PROBLEM DESCRIPTION: Your response should reproduce every line of the entries that contains the word "struct".

Stored data:
+ + +
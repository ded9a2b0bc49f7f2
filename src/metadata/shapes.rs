//! Shape descriptors handed out by the metadata collaborator.

use crate::types::ContainerInterface;
use serde::{Deserialize, Serialize};

/// An entity set exposed by a container
#[derive(Debug, Clone, PartialEq, Eq, Serialize, Deserialize)]
pub struct EntitySetShape {
    pub name: String,
    /// Qualified name of the entity type
    pub entity_type: String,
}

impl EntitySetShape {
    pub fn new(name: impl Into<String>, entity_type: impl Into<String>) -> Self {
        Self {
            name: name.into(),
            entity_type: entity_type.into(),
        }
    }
}

/// Functions are side-effect free, actions are not
#[derive(Debug, Clone, Copy, PartialEq, Eq, Serialize, Deserialize)]
pub enum OperationKind {
    Function,
    Action,
}

#[derive(Debug, Clone, PartialEq, Eq, Serialize, Deserialize)]
pub struct ParameterShape {
    pub name: String,
    pub type_name: String,
    #[serde(default)]
    pub nullable: bool,
}

impl ParameterShape {
    pub fn required(name: impl Into<String>, type_name: impl Into<String>) -> Self {
        Self {
            name: name.into(),
            type_name: type_name.into(),
            nullable: false,
        }
    }

    pub fn optional(name: impl Into<String>, type_name: impl Into<String>) -> Self {
        Self {
            name: name.into(),
            type_name: type_name.into(),
            nullable: true,
        }
    }
}

/// A function or action import exposed by a container
#[derive(Debug, Clone, PartialEq, Eq, Serialize, Deserialize)]
pub struct OperationImportShape {
    pub name: String,
    pub kind: OperationKind,
    #[serde(default)]
    pub parameters: Vec<ParameterShape>,
    /// Qualified return type, `None` for operations returning nothing
    #[serde(default)]
    pub return_type: Option<String>,
}

impl OperationImportShape {
    pub fn function(name: impl Into<String>) -> Self {
        Self {
            name: name.into(),
            kind: OperationKind::Function,
            parameters: Vec::new(),
            return_type: None,
        }
    }

    pub fn action(name: impl Into<String>) -> Self {
        Self {
            name: name.into(),
            kind: OperationKind::Action,
            parameters: Vec::new(),
            return_type: None,
        }
    }

    pub fn with_parameter(mut self, parameter: ParameterShape) -> Self {
        self.parameters.push(parameter);
        self
    }

    pub fn returning(mut self, type_name: impl Into<String>) -> Self {
        self.return_type = Some(type_name.into());
        self
    }
}

/// An entity container: its entity sets and operation imports
#[derive(Debug, Clone, PartialEq, Eq, Serialize, Deserialize)]
pub struct ContainerShape {
    pub interface: ContainerInterface,
    #[serde(default)]
    pub entity_sets: Vec<EntitySetShape>,
    #[serde(default)]
    pub operation_imports: Vec<OperationImportShape>,
}

impl ContainerShape {
    pub fn new(interface: ContainerInterface) -> Self {
        Self {
            interface,
            entity_sets: Vec::new(),
            operation_imports: Vec::new(),
        }
    }

    pub fn with_entity_set(mut self, entity_set: EntitySetShape) -> Self {
        self.entity_sets.push(entity_set);
        self
    }

    pub fn with_operation_import(mut self, operation: OperationImportShape) -> Self {
        self.operation_imports.push(operation);
        self
    }
}

#[derive(Debug, Clone, PartialEq, Eq, Serialize, Deserialize)]
pub struct ComplexTypeShape {
    pub name: String,
    #[serde(default)]
    pub properties: Vec<String>,
}

#[derive(Debug, Clone, PartialEq, Eq, Serialize, Deserialize)]
pub struct EnumTypeShape {
    pub name: String,
    #[serde(default)]
    pub members: Vec<(String, i64)>,
    #[serde(default)]
    pub is_flags: bool,
}

/// Vocabulary term
#[derive(Debug, Clone, PartialEq, Eq, Serialize, Deserialize)]
pub struct TermShape {
    pub name: String,
    pub type_name: String,
    #[serde(default)]
    pub applies_to: Vec<String>,
}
+ + +
YOUR RESPONSE:
pub struct EntitySetShape {
pub struct ParameterShape {
pub struct OperationImportShape {
pub struct ContainerShape {
pub struct ComplexTypeShape {
pub struct EnumTypeShape {
pub struct TermShape {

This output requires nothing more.